Aim of the exercise: Where a line in the listing below holds the word "Duration", count that line; give the total alone.

Supplied entries:
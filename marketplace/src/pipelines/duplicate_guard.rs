// marketplace/src/pipelines/duplicate_guard.rs

//! Reuses the payment session of an identical, still-pending order so a
//! resubmitted cart does not mint a second order.

use crate::errors::Result;
use crate::models::{CartItemInput, CartSelection, MarketBoxItemInput, OrderItem, SessionBoxItem};
use crate::services::gateway::CheckoutSession;
use crate::state::AppState;
use chrono::{DateTime, NaiveDate, Utc};
use tracing::{debug, instrument, warn};
use uuid::Uuid;

pub const MARKET_BOX_ITEMS_KEY: &str = "market_box_items";

/// Normalized identity of one cart line.
#[derive(Debug, Clone, PartialEq, Eq, PartialOrd, Ord)]
pub struct ItemKey {
  pub listing_id: Uuid,
  pub schedule_id: Option<Uuid>,
  pub pickup_date: Option<NaiveDate>,
  pub quantity: i32,
}

impl ItemKey {
  /// `None` pickup fields on the requested side match any stored value:
  /// resolution of an unspecified pickup is deterministic for the same cart.
  fn matches(&self, stored: &ItemKey) -> bool {
    self.listing_id == stored.listing_id
      && self.quantity == stored.quantity
      && self.schedule_id.map_or(true, |s| stored.schedule_id == Some(s))
      && self.pickup_date.map_or(true, |d| stored.pickup_date == Some(d))
  }
}

/// Keys for the requested cart, with pickup fields filled from the stored
/// cart selections where the request left them out. Sorted.
pub fn request_keys(items: &[CartItemInput], selections: &[CartSelection]) -> Vec<ItemKey> {
  let mut keys: Vec<ItemKey> = items
    .iter()
    .map(|item| {
      let selection = selections.iter().find(|s| s.listing_id == item.listing_id);
      ItemKey {
        listing_id: item.listing_id,
        schedule_id: item.schedule_id.or_else(|| selection.and_then(|s| s.schedule_id)),
        pickup_date: item.pickup_date.or_else(|| selection.and_then(|s| s.pickup_date)),
        quantity: item.quantity,
      }
    })
    .collect();
  keys.sort();
  keys
}

/// Keys for a stored order's active items. Sorted.
pub fn order_keys(items: &[OrderItem]) -> Vec<ItemKey> {
  let mut keys: Vec<ItemKey> = items
    .iter()
    .filter(|i| i.is_active())
    .map(|i| ItemKey {
      listing_id: i.listing_id,
      schedule_id: i.schedule_id,
      pickup_date: i.pickup_date,
      quantity: i.quantity,
    })
    .collect();
  keys.sort();
  keys
}

pub fn carts_match(requested: &[ItemKey], stored: &[ItemKey]) -> bool {
  requested.len() == stored.len() && requested.iter().zip(stored).all(|(r, s)| r.matches(s))
}

/// Market-box lines of the session match the requested ones (offering, term).
pub fn boxes_match(requested: &[MarketBoxItemInput], session: &CheckoutSession) -> bool {
  let stored: Vec<SessionBoxItem> = session
    .metadata_value(MARKET_BOX_ITEMS_KEY)
    .and_then(|raw| serde_json::from_str(raw).ok())
    .unwrap_or_default();
  let mut a: Vec<(Uuid, i32)> = requested.iter().map(|b| (b.offering_id, b.term_weeks)).collect();
  let mut b: Vec<(Uuid, i32)> = stored.iter().map(|b| (b.offering_id, b.term_weeks)).collect();
  a.sort();
  b.sort();
  a == b
}

/// The open session of a matching pending order created inside the duplicate
/// window, if any.
#[instrument(skip(app_state, items, boxes, selections), fields(buyer_id = %buyer_user_id))]
pub async fn find_reusable_session(
  app_state: &AppState,
  buyer_user_id: Uuid,
  items: &[CartItemInput],
  boxes: &[MarketBoxItemInput],
  selections: &[CartSelection],
  now: DateTime<Utc>,
) -> Result<Option<(Uuid, String, CheckoutSession)>> {
  if items.is_empty() {
    return Ok(None);
  }
  let since = now - app_state.config.duplicate_order_window();
  let candidates = app_state
    .store
    .find_recent_pending_orders(buyer_user_id, since)
    .await?;
  let requested = request_keys(items, selections);

  for order in candidates {
    let Some(session_id) = order.payment_session_id.clone() else {
      continue;
    };
    let stored_items = app_state.store.get_order_items(order.id).await?;
    if !carts_match(&requested, &order_keys(&stored_items)) {
      continue;
    }
    let session = match app_state.gateway.retrieve_session(&session_id).await {
      Ok(session) => session,
      Err(e) => {
        warn!(order_id = %order.id, session_id = %session_id, error = %e, "Could not check candidate session.");
        continue;
      }
    };
    if !session.is_open() || !boxes_match(boxes, &session) {
      debug!(order_id = %order.id, session_id = %session_id, "Matching order has no reusable session.");
      continue;
    }
    return Ok(Some((order.id, order.order_number, session)));
  }
  Ok(None)
}
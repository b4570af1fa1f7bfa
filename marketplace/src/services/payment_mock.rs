// marketplace/src/services/payment_mock.rs

use super::gateway::{
  verify_stripe_signature, CheckoutSession, CreateSessionRequest, PaymentGateway, Refund, SessionMode,
  SessionPaymentStatus, SessionStatus,
};
use crate::errors::{AppError, Result as AppResult};
use async_trait::async_trait;
use chrono::{DateTime, Duration, Utc};
use parking_lot::Mutex;
use std::collections::HashMap;
use std::sync::atomic::{AtomicBool, Ordering};
use tracing::{info, instrument};
use uuid::Uuid;

/// In-process stand-in for the payment provider. Sessions stay open until a
/// test (or the local dev flow) completes or expires them.
pub struct MockGateway {
  base_url: String,
  webhook_secret: String,
  tolerance: Duration,
  sessions: Mutex<HashMap<String, CheckoutSession>>,
  created_order: Mutex<Vec<String>>,
  refunds: Mutex<HashMap<String, Refund>>,
  fail_next_create: AtomicBool,
}

impl MockGateway {
  pub fn new(base_url: &str, webhook_secret: &str, tolerance: Duration) -> Self {
    Self {
      base_url: base_url.trim_end_matches('/').to_string(),
      webhook_secret: webhook_secret.to_string(),
      tolerance,
      sessions: Mutex::new(HashMap::new()),
      created_order: Mutex::new(Vec::new()),
      refunds: Mutex::new(HashMap::new()),
      fail_next_create: AtomicBool::new(false),
    }
  }

  pub fn webhook_secret(&self) -> &str {
    &self.webhook_secret
  }

  /// The next `create_session` fails as if the provider were down.
  pub fn fail_next_create(&self) {
    self.fail_next_create.store(true, Ordering::SeqCst);
  }

  pub fn session(&self, session_id: &str) -> Option<CheckoutSession> {
    self.sessions.lock().get(session_id).cloned()
  }

  /// Session ids in creation order.
  pub fn created_sessions(&self) -> Vec<String> {
    self.created_order.lock().clone()
  }

  pub fn refunds(&self) -> Vec<Refund> {
    self.refunds.lock().values().cloned().collect()
  }

  /// Simulates the buyer paying: the session completes with a fresh intent.
  #[instrument(skip(self))]
  pub fn complete_session(&self, session_id: &str) -> AppResult<CheckoutSession> {
    let mut sessions = self.sessions.lock();
    let session = sessions
      .get_mut(session_id)
      .ok_or_else(|| AppError::Gateway(format!("no such session {}", session_id)))?;
    if session.status != SessionStatus::Open {
      return Err(AppError::Gateway(format!("session {} is not open", session_id)));
    }
    session.status = SessionStatus::Complete;
    session.payment_status = SessionPaymentStatus::Paid;
    session.payment_intent = Some(format!("pi_mock_{}", Uuid::new_v4().simple()));
    info!(payment_intent_id = ?session.payment_intent, "Mock session paid.");
    Ok(session.clone())
  }
}

#[async_trait]
impl PaymentGateway for MockGateway {
  #[instrument(skip(self, request), fields(amount_total = request.amount_total()))]
  async fn create_session(&self, request: &CreateSessionRequest) -> AppResult<CheckoutSession> {
    tokio::task::yield_now().await;
    if self.fail_next_create.swap(false, Ordering::SeqCst) {
      return Err(AppError::Gateway("mock provider unavailable".to_string()));
    }
    if request.amount_total() <= 0 {
      return Err(AppError::Gateway("Amount must be greater than zero".to_string()));
    }

    let id = format!("cs_mock_{}", Uuid::new_v4().simple());
    let session = CheckoutSession {
      id: id.clone(),
      url: Some(format!("{}/mock-checkout/{}", self.base_url, id)),
      status: SessionStatus::Open,
      payment_status: SessionPaymentStatus::Unpaid,
      mode: SessionMode::Payment,
      payment_intent: None,
      amount_total: Some(request.amount_total()),
      metadata: request.metadata.clone().into_iter().collect(),
      subscription: None,
      client_reference_id: request.client_reference_id.clone(),
    };
    self.sessions.lock().insert(id.clone(), session.clone());
    self.created_order.lock().push(id);
    info!(session_id = %session.id, "Mock checkout session created.");
    Ok(session)
  }

  async fn retrieve_session(&self, session_id: &str) -> AppResult<CheckoutSession> {
    self
      .session(session_id)
      .ok_or_else(|| AppError::Gateway(format!("no such session {}", session_id)))
  }

  async fn expire_session(&self, session_id: &str) -> AppResult<()> {
    let mut sessions = self.sessions.lock();
    let session = sessions
      .get_mut(session_id)
      .ok_or_else(|| AppError::Gateway(format!("no such session {}", session_id)))?;
    if session.status == SessionStatus::Open {
      session.status = SessionStatus::Expired;
    }
    Ok(())
  }

  async fn refund(&self, payment_intent_id: &str, amount_cents: Option<i64>, idempotency_key: &str) -> AppResult<Refund> {
    tokio::task::yield_now().await;
    let paid_total = self
      .sessions
      .lock()
      .values()
      .find(|s| s.payment_intent.as_deref() == Some(payment_intent_id))
      .and_then(|s| s.amount_total);
    let mut refunds = self.refunds.lock();
    if let Some(existing) = refunds.get(idempotency_key) {
      return Ok(existing.clone());
    }
    let refund = Refund {
      id: format!("re_mock_{}", Uuid::new_v4().simple()),
      payment_intent: Some(payment_intent_id.to_string()),
      amount_cents: amount_cents.or(paid_total).unwrap_or(0),
      status: "succeeded".to_string(),
    };
    refunds.insert(idempotency_key.to_string(), refund.clone());
    info!(refund_id = %refund.id, amount_cents = refund.amount_cents, "Mock refund issued.");
    Ok(refund)
  }

  fn verify_signature(&self, payload: &[u8], signature_header: &str, now: DateTime<Utc>) -> AppResult<()> {
    verify_stripe_signature(&self.webhook_secret, payload, signature_header, now, self.tolerance)
  }
}
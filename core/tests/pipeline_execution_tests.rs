// tests/pipeline_execution_tests.rs
mod common;

use common::*;
use serial_test::serial;
use stallflow::{ContextData, FlowError, Pipeline, PipelineControl, PipelineResult};
use std::sync::Arc;

#[tokio::test]
#[serial]
async fn test_steps_run_in_declared_order() {
  setup_tracing();
  let mut pipeline = Pipeline::<FlowContext, TestError>::new(&[
    ("validate", false, None),
    ("create_session", false, None),
    ("persist", false, None),
  ]);
  pipeline.on_root("validate", recording_handler("validate", "V"));
  pipeline.on_root("create_session", recording_handler("create_session", "S"));
  pipeline.on_root("persist", recording_handler("persist", "P"));

  let ctx = ContextData::new(FlowContext::default());
  let result = pipeline.run(ctx.clone()).await;

  assert_eq!(result.unwrap(), PipelineResult::Completed);
  let guard = ctx.read();
  assert_eq!(guard.reserved_units, 3);
  assert_eq!(guard.note, "VSP");
  assert_eq!(guard.trail, vec!["validate", "create_session", "persist"]);
}

#[tokio::test]
#[serial]
async fn test_stop_halts_remaining_steps() {
  setup_tracing();
  let mut pipeline = Pipeline::<FlowContext, TestError>::new(&[
    ("reap", false, None),
    ("reuse_session", false, None),
    ("persist", false, None),
  ]);
  pipeline.on_root("reap", recording_handler("reap", "R"));
  pipeline.on_root("reuse_session", recording_handler("reuse_session", "U"));
  pipeline.on_root("persist", recording_handler("persist", "P"));

  let ctx = ContextData::new(FlowContext {
    stop_at: Some("reuse_session".to_string()),
    ..Default::default()
  });
  let result = pipeline.run(ctx.clone()).await;

  assert_eq!(result.unwrap(), PipelineResult::Stopped);
  assert_eq!(ctx.read().trail, vec!["reap", "reuse_session"]);
}

#[tokio::test]
#[serial]
async fn test_handler_error_is_returned_unchanged() {
  setup_tracing();
  let mut pipeline = Pipeline::<FlowContext, TestError>::new(&[
    ("validate", false, None),
    ("create_session", false, None),
    ("persist", false, None),
  ]);
  pipeline.on_root("validate", recording_handler("validate", "V"));
  pipeline.on_root("create_session", failing_handler("create_session", "gateway down"));
  pipeline.on_root("persist", recording_handler("persist", "P"));

  let ctx = ContextData::new(FlowContext::default());
  let result = pipeline.run(ctx.clone()).await;

  assert_eq!(result.unwrap_err(), TestError::Step("gateway down".to_string()));
  let guard = ctx.read();
  assert_eq!(guard.reserved_units, 1);
  assert_eq!(guard.trail, vec!["validate", "create_session"]);
}

#[tokio::test]
#[serial]
async fn test_skip_condition_is_evaluated_against_current_state() {
  setup_tracing();
  let mut pipeline = Pipeline::<FlowContext, TestError>::new(&[
    ("reserve", false, None),
    (
      "reserve_again",
      false,
      Some(Arc::new(|ctx: ContextData<FlowContext>| ctx.read().reserved_units > 0)),
    ),
    ("persist", false, None),
  ]);
  pipeline.on_root("reserve", recording_handler("reserve", "R"));
  pipeline.on_root("reserve_again", recording_handler("reserve_again", "X"));
  pipeline.on_root("persist", recording_handler("persist", "P"));

  let ctx = ContextData::new(FlowContext::default());
  assert_eq!(pipeline.run(ctx.clone()).await.unwrap(), PipelineResult::Completed);
  assert_eq!(ctx.read().trail, vec!["reserve", "persist"]);
}

#[tokio::test]
#[serial]
async fn test_required_step_without_handlers_fails() {
  setup_tracing();
  let pipeline = Pipeline::<FlowContext, TestError>::new(&[("persist", false, None)]);

  let result = pipeline.run(ContextData::new(FlowContext::default())).await;
  match result {
    Err(TestError::Flow(s)) => {
      assert!(s.contains("HandlerMissing"));
      assert!(s.contains("persist"));
    }
    other => panic!("expected HandlerMissing, got {:?}", other),
  }
}

#[tokio::test]
#[serial]
async fn test_optional_step_without_handlers_is_passed_over() {
  setup_tracing();
  let mut pipeline = Pipeline::<FlowContext, TestError>::new(&[("notify", true, None), ("persist", false, None)]);
  pipeline.on_root("persist", recording_handler("persist", "P"));

  let ctx = ContextData::new(FlowContext::default());
  assert_eq!(pipeline.run(ctx.clone()).await.unwrap(), PipelineResult::Completed);
  assert_eq!(ctx.read().trail, vec!["persist"]);
}

#[tokio::test]
#[serial]
async fn test_before_on_after_phases_run_in_order() {
  setup_tracing();
  let mut pipeline = Pipeline::<FlowContext, TestError>::new(&[("persist", false, None)]);
  pipeline.before_root("persist", recording_handler("before", "b"));
  pipeline.on_root("persist", recording_handler("on", "o"));
  pipeline.after_root("persist", recording_handler("after", "a"));

  let ctx = ContextData::new(FlowContext::default());
  pipeline.run(ctx.clone()).await.unwrap();
  assert_eq!(ctx.read().note, "boa");
}

#[tokio::test]
#[serial]
async fn test_stop_in_after_phase_reports_stopped() {
  setup_tracing();
  let mut pipeline = Pipeline::<FlowContext, TestError>::new(&[("persist", false, None), ("notify", false, None)]);
  pipeline.on_root("persist", recording_handler("persist", "P"));
  pipeline.after_root("persist", |_ctx: ContextData<FlowContext>| async move {
    Ok::<_, FlowError>(PipelineControl::Stop)
  });
  pipeline.on_root("notify", recording_handler("notify", "N"));

  let ctx = ContextData::new(FlowContext::default());
  assert_eq!(pipeline.run(ctx.clone()).await.unwrap(), PipelineResult::Stopped);
  assert_eq!(ctx.read().trail, vec!["persist"]);
}

#[test]
fn test_structural_edits() {
  let mut pipeline = Pipeline::<FlowContext, TestError>::new(&[("validate", false, None), ("persist", false, None)]);
  pipeline.insert_before_step("persist", "create_session", false, None);
  pipeline.insert_after_step("persist", "notify", true, None);
  assert_eq!(pipeline.step_names(), vec!["validate", "create_session", "persist", "notify"]);

  pipeline.remove_step("notify");
  pipeline.remove_step("does_not_exist");
  assert_eq!(pipeline.step_names(), vec!["validate", "create_session", "persist"]);
}

#[test]
#[should_panic(expected = "already defined")]
fn test_duplicate_step_name_panics() {
  let mut pipeline = Pipeline::<FlowContext, TestError>::new(&[("persist", false, None)]);
  pipeline.insert_after_step("persist", "persist", false, None);
}
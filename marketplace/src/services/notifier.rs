// marketplace/src/services/notifier.rs

use crate::errors::Result as AppResult;
use async_trait::async_trait;
use parking_lot::Mutex;
use serde::Serialize;
use tracing::info;
use uuid::Uuid;

#[derive(Debug, Clone, PartialEq, Eq, Serialize)]
#[serde(tag = "kind", rename_all = "snake_case")]
pub enum Notice {
  PickupSkipped {
    buyer_user_id: Uuid,
    pickup_id: Uuid,
    reason: Option<String>,
  },
  MarketBoxRefunded {
    buyer_user_id: Uuid,
    offering_id: Uuid,
    amount_cents: i64,
  },
  /// Payment arrived after the order had expired.
  OrderRefunded {
    buyer_user_id: Uuid,
    order_id: Uuid,
    amount_cents: i64,
  },
  PickupReady {
    buyer_user_id: Uuid,
    pickup_id: Uuid,
  },
}

/// Buyer/vendor notices. Delivery failures never fail the calling flow.
#[async_trait]
pub trait Notifier: Send + Sync {
  async fn notify(&self, notice: Notice) -> AppResult<()>;
}

/// Writes notices to the log and keeps them for inspection.
#[derive(Default)]
pub struct LogNotifier {
  sent: Mutex<Vec<Notice>>,
}

impl LogNotifier {
  pub fn new() -> Self {
    Self::default()
  }

  pub fn sent(&self) -> Vec<Notice> {
    self.sent.lock().clone()
  }
}

#[async_trait]
impl Notifier for LogNotifier {
  async fn notify(&self, notice: Notice) -> AppResult<()> {
    info!(notice = ?notice, "Notice dispatched.");
    self.sent.lock().push(notice);
    Ok(())
  }
}
// marketplace/src/lib.rs

//! Checkout and payment reconciliation for a local-goods marketplace.
//!
//! The HTTP surface in [`web`] builds a context per request and hands it to
//! the pipeline registered for that context type. Pipelines talk to the
//! outside world only through the capabilities held by [`state::AppState`]:
//! a [`store::Store`], a [`services::gateway::PaymentGateway`], a
//! [`services::notifier::Notifier`] and a [`clock::Clock`].

pub mod clock;
pub mod config;
pub mod errors;
pub mod models;
pub mod pickups;
pub mod pipelines;
pub mod pricing;
pub mod services;
pub mod state;
pub mod store;
pub mod web;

Problem solution: 3